» Your instructions
For the entries that follow, restate word for word the line containing "let w = m[3] * u + m[7] * v + m[15];", the line containing "for row in 0..4", and every line that lies between them.
+++ Record set
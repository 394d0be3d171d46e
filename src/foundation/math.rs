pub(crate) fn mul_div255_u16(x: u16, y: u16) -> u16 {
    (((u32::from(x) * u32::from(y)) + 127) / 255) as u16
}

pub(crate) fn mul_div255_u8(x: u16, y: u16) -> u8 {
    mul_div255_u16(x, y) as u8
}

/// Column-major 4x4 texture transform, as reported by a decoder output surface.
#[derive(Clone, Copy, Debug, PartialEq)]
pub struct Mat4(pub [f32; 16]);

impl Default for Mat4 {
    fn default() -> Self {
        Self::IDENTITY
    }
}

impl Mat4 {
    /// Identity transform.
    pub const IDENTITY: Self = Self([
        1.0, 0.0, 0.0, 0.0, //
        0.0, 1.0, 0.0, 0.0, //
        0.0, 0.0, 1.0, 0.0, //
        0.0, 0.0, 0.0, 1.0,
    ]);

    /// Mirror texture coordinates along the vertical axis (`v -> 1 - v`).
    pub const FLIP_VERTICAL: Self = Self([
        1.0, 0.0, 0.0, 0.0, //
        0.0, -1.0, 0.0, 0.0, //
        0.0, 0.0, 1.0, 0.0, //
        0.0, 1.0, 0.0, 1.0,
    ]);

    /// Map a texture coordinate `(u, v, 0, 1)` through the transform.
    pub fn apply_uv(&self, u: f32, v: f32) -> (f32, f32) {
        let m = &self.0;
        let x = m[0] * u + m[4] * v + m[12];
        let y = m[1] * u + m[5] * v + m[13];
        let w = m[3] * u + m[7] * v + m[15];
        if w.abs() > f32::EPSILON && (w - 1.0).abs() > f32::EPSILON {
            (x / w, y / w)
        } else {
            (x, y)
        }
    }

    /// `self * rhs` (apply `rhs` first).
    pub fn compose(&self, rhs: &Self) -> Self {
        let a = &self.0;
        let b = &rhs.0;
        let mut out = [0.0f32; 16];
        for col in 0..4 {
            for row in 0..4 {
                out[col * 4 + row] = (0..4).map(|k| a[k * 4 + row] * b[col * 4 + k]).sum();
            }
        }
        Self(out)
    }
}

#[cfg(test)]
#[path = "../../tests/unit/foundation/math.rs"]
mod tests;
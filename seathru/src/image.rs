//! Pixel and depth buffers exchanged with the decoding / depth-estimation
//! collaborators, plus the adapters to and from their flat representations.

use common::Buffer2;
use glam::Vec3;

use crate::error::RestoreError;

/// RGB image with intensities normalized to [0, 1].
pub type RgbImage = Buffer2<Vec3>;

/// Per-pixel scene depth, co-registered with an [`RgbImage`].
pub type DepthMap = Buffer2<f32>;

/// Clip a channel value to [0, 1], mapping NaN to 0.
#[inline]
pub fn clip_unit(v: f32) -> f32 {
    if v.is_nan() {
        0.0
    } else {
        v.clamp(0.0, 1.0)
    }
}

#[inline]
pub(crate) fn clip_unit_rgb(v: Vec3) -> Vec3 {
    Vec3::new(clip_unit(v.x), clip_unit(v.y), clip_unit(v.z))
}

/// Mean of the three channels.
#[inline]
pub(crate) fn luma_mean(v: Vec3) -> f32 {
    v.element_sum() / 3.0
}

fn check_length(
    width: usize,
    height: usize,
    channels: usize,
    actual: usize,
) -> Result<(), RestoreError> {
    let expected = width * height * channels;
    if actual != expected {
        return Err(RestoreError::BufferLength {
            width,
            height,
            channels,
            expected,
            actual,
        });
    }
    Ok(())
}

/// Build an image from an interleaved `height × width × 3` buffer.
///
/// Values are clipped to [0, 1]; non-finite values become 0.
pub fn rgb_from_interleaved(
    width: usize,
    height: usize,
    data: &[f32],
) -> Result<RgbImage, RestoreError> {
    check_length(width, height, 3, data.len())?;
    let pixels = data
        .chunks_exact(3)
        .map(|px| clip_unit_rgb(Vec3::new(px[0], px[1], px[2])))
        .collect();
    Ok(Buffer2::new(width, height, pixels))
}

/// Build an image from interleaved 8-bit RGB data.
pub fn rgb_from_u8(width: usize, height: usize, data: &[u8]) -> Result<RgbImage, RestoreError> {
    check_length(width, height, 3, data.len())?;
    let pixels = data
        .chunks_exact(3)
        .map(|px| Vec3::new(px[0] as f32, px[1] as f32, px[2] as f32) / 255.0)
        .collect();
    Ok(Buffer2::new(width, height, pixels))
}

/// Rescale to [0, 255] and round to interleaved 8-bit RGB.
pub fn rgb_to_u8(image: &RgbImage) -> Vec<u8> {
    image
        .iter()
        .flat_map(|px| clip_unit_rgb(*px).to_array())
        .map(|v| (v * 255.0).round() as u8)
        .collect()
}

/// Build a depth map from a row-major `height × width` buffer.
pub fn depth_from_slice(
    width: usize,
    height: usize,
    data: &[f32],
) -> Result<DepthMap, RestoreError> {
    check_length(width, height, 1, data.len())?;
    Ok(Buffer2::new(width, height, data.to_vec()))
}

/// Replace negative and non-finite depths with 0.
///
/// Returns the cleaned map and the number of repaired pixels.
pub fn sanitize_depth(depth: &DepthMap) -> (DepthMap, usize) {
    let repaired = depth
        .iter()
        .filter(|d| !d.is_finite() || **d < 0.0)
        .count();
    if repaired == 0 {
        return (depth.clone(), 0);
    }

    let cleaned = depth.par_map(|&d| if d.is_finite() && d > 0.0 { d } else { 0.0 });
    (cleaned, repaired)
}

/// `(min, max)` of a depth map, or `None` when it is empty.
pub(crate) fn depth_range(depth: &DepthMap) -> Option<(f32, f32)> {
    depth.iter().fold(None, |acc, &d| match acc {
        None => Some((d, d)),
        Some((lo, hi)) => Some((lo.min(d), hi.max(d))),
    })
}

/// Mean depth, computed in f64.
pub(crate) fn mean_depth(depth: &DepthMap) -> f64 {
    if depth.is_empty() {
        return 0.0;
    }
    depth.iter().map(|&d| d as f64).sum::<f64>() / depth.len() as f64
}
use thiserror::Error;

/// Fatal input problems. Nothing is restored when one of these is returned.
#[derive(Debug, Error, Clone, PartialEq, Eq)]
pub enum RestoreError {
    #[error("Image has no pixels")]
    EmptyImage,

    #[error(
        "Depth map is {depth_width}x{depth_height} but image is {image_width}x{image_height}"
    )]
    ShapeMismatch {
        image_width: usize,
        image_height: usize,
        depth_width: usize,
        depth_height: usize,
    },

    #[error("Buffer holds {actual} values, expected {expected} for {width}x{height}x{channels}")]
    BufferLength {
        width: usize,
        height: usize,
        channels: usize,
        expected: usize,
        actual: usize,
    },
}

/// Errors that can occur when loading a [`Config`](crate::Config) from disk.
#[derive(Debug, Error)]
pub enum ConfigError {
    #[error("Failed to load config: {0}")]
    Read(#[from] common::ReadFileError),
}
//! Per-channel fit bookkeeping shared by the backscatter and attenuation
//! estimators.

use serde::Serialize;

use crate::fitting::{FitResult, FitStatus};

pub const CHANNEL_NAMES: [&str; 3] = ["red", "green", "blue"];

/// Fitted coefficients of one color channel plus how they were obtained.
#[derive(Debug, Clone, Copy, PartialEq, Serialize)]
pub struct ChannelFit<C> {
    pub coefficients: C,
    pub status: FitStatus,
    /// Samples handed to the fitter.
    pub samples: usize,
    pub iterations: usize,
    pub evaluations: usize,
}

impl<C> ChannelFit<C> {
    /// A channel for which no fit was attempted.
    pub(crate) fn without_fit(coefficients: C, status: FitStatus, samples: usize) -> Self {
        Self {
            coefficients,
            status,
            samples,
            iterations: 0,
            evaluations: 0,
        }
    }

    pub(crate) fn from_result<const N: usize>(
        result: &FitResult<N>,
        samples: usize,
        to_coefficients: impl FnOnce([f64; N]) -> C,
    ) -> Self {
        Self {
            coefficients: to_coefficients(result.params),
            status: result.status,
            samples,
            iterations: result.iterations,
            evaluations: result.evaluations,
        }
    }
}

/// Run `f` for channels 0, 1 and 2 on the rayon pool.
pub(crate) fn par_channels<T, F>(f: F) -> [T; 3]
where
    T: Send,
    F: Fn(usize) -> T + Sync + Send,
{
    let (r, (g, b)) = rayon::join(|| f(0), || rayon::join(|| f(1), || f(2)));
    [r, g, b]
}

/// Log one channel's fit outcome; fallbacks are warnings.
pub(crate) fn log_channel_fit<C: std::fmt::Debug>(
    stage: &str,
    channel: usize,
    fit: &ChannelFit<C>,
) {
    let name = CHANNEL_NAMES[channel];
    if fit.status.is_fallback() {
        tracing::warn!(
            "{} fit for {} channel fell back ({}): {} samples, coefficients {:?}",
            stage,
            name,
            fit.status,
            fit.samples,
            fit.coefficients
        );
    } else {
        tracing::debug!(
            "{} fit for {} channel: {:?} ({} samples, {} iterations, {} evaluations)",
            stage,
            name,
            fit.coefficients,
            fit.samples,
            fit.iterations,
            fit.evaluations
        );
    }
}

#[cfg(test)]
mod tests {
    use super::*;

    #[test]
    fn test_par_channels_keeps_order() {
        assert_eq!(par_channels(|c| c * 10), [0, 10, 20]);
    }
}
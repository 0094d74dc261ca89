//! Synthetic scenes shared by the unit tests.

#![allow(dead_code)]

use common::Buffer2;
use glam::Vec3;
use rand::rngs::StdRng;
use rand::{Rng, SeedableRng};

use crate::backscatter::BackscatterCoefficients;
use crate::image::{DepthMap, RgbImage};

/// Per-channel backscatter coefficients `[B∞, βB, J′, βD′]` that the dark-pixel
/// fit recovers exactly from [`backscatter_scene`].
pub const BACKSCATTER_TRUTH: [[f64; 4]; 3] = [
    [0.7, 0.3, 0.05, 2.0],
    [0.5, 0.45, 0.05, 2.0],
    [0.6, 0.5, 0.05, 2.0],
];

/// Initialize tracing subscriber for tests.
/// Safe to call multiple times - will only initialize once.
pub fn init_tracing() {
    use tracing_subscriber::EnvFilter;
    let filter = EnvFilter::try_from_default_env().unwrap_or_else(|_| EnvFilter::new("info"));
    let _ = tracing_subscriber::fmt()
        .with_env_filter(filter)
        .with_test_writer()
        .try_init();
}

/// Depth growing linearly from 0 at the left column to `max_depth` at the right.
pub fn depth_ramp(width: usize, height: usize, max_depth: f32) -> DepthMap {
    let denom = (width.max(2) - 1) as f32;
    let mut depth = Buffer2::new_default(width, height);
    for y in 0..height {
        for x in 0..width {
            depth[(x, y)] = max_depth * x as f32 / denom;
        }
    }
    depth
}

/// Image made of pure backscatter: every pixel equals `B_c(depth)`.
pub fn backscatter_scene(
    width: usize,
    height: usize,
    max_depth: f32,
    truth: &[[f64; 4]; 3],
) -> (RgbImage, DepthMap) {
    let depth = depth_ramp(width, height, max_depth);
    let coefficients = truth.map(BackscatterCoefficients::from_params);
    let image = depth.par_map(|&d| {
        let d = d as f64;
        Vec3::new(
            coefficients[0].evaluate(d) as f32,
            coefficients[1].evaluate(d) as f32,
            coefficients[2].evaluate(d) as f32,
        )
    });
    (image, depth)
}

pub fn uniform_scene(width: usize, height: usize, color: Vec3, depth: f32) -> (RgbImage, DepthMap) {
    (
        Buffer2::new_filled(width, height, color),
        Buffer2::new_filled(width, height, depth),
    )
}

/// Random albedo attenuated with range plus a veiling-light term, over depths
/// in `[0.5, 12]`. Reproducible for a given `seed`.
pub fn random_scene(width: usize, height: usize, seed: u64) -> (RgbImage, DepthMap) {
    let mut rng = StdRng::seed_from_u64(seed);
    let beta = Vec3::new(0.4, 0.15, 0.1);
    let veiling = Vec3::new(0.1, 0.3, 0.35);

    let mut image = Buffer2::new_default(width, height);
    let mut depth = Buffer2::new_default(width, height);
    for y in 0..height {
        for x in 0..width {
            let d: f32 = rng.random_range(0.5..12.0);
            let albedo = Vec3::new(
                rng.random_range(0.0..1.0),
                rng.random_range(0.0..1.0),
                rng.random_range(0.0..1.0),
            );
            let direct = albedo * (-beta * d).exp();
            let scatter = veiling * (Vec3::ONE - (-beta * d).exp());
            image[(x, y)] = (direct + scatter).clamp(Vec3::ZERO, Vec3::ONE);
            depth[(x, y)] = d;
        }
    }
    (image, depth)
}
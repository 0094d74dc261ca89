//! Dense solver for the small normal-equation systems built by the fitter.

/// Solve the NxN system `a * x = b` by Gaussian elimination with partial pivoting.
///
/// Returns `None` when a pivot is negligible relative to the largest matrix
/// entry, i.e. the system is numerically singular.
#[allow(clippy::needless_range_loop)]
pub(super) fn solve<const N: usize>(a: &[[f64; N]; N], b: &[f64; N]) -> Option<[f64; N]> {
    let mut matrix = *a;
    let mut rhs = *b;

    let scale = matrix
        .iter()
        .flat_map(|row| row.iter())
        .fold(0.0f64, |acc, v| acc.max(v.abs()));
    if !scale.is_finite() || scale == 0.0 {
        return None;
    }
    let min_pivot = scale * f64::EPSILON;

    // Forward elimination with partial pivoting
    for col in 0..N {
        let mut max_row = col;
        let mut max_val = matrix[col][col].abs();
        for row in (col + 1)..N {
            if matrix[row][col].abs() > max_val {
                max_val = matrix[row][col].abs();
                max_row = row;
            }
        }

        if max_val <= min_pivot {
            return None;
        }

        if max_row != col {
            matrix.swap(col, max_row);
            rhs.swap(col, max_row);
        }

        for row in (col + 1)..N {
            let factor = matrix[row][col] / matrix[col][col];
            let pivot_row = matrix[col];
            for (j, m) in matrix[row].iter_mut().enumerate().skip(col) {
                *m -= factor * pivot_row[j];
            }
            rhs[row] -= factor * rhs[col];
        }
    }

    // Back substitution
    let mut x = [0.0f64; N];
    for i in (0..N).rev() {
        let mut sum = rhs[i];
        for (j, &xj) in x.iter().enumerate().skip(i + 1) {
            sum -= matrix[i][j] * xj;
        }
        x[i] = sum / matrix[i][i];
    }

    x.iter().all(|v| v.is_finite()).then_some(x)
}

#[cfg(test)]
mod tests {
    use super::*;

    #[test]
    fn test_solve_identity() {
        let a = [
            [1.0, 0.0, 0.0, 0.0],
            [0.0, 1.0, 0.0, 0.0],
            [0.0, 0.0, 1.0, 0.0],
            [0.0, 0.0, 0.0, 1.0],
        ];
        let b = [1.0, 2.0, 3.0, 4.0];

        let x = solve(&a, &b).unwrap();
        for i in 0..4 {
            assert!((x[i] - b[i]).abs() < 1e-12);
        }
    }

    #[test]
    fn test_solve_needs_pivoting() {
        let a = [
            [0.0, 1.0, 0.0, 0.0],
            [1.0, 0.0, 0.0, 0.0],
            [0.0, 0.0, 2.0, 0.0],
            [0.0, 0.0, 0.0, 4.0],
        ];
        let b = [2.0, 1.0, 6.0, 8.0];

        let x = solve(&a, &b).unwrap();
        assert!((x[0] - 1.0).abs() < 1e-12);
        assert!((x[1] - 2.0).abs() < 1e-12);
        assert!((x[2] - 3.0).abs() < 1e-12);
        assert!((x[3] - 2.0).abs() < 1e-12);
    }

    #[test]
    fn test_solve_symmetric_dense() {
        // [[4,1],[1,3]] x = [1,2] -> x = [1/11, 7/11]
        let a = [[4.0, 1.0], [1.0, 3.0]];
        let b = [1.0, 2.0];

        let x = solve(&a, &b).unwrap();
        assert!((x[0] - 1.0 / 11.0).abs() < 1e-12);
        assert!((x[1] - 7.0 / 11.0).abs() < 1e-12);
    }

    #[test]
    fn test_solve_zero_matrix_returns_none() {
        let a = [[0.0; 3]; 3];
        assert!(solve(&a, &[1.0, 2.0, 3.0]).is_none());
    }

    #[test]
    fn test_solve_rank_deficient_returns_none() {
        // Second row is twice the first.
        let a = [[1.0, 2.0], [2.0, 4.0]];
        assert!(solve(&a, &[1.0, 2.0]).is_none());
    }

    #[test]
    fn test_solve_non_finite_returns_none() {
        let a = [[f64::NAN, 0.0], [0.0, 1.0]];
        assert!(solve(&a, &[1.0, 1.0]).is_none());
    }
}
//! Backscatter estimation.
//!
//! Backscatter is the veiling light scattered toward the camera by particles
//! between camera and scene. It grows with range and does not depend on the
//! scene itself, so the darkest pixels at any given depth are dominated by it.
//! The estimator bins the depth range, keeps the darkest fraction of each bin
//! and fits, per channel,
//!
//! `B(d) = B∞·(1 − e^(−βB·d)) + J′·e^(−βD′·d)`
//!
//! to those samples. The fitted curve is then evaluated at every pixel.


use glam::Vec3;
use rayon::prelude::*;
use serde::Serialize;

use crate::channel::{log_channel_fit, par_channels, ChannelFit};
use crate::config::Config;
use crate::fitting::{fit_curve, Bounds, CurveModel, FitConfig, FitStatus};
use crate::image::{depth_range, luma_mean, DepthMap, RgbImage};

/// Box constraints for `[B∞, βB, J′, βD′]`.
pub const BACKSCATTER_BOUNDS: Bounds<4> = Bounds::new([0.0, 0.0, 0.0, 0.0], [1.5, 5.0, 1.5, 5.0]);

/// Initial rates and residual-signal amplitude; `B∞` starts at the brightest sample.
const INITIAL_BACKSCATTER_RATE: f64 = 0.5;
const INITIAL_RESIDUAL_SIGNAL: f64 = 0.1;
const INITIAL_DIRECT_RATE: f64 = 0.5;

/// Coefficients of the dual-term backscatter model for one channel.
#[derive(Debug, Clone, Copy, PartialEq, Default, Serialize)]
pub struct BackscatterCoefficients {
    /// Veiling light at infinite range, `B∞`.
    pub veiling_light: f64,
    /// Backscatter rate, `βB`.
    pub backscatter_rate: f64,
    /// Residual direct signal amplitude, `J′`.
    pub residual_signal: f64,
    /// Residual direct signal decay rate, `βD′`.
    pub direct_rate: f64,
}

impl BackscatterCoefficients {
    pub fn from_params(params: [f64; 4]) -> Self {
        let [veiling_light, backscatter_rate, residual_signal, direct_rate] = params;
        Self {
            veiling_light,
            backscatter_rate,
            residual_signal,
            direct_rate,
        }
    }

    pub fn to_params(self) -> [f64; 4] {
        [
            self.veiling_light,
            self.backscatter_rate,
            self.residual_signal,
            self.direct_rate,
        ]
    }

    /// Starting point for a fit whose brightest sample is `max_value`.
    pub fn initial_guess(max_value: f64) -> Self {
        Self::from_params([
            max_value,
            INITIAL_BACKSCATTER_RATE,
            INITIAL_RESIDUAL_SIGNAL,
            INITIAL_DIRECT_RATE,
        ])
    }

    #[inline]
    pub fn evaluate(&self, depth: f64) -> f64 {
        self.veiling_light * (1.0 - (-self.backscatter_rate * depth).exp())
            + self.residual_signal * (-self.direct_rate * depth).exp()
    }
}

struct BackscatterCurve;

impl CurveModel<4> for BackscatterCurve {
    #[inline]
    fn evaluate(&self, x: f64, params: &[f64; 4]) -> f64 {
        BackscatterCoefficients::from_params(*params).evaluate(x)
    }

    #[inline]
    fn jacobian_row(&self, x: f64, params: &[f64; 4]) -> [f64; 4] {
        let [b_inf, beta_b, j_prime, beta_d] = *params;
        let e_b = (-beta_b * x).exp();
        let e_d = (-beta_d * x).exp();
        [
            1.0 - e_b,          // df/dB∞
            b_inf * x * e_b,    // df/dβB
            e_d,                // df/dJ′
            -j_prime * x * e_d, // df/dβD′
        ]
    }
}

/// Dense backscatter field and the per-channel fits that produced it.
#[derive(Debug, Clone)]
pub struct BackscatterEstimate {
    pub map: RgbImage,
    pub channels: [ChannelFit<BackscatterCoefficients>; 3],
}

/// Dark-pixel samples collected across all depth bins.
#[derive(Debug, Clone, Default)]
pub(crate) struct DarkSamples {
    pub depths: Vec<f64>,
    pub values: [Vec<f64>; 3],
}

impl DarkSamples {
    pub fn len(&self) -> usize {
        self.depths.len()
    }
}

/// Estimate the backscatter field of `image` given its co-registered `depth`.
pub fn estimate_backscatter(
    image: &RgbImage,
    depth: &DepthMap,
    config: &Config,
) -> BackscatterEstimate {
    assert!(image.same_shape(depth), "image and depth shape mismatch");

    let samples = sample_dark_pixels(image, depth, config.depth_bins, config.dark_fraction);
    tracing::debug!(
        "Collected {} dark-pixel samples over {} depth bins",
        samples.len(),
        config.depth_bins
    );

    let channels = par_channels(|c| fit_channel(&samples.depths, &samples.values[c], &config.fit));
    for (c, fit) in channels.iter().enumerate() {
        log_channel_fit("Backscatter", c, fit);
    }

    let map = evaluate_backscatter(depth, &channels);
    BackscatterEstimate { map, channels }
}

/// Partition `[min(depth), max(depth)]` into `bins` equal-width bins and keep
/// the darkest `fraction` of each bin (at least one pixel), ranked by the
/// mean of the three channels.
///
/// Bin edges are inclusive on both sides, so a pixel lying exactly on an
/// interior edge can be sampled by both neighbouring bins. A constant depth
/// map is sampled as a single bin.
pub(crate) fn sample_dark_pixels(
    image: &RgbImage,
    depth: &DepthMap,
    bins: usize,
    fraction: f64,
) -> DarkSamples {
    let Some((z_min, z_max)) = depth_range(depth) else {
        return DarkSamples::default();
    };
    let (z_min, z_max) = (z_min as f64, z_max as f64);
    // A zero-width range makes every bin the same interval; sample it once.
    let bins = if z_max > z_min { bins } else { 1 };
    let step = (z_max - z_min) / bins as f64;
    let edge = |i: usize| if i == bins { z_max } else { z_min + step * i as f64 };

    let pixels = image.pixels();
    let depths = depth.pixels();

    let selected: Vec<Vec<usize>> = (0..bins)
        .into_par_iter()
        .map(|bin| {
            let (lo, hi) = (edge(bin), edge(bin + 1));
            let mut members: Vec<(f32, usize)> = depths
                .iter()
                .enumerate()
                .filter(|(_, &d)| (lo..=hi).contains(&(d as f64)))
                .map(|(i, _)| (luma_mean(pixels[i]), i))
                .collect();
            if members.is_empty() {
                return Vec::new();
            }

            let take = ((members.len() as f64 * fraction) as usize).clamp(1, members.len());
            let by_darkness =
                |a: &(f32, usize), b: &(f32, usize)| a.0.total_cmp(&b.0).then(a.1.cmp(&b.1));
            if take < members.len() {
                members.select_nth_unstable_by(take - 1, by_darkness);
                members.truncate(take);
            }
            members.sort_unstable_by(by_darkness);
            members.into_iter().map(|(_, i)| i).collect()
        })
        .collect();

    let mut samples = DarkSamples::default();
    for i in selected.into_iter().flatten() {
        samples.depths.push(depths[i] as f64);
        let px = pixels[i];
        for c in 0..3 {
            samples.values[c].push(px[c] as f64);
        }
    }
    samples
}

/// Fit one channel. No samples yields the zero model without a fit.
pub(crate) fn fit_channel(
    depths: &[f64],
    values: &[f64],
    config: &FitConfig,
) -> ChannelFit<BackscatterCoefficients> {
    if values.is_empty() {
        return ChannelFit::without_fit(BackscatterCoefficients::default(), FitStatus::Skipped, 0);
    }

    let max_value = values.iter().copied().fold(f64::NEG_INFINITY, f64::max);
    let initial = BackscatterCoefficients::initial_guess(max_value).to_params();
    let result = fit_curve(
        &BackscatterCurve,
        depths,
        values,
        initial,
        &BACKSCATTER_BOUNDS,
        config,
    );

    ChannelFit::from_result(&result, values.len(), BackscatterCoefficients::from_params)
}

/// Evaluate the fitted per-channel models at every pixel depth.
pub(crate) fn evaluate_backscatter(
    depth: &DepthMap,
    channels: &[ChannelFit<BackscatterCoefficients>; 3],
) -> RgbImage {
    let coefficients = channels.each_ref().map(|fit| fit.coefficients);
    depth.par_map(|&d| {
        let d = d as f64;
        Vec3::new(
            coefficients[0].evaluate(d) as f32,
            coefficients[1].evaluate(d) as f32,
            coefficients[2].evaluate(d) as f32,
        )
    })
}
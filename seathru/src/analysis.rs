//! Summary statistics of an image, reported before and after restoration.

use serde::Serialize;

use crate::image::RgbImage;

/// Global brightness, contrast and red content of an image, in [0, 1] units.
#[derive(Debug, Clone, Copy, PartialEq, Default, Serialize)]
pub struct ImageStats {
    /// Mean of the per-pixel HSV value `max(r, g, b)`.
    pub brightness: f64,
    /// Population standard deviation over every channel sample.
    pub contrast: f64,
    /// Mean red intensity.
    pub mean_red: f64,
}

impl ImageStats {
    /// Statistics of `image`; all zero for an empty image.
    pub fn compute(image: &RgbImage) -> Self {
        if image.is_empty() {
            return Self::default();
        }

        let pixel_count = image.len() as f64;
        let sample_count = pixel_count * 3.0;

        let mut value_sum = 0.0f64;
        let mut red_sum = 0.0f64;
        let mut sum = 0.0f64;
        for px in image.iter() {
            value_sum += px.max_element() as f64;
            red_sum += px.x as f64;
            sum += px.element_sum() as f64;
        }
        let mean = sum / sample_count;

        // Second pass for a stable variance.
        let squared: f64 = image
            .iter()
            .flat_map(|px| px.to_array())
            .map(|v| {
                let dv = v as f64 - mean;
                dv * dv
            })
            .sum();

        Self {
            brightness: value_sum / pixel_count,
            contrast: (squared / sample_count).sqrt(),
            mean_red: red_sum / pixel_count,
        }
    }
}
++++++
» Your solution
        let w = m[3] * u + m[7] * v + m[15];
        if w.abs() > f32::EPSILON && (w - 1.0).abs() > f32::EPSILON {
            (x / w, y / w)
        } else {
            (x, y)
        }
    }

    /// `self * rhs` (apply `rhs` first).
    pub fn compose(&self, rhs: &Self) -> Self {
        let a = &self.0;
        let b = &rhs.0;
        let mut out = [0.0f32; 16];
        for col in 0..4 {
            for row in 0..4 {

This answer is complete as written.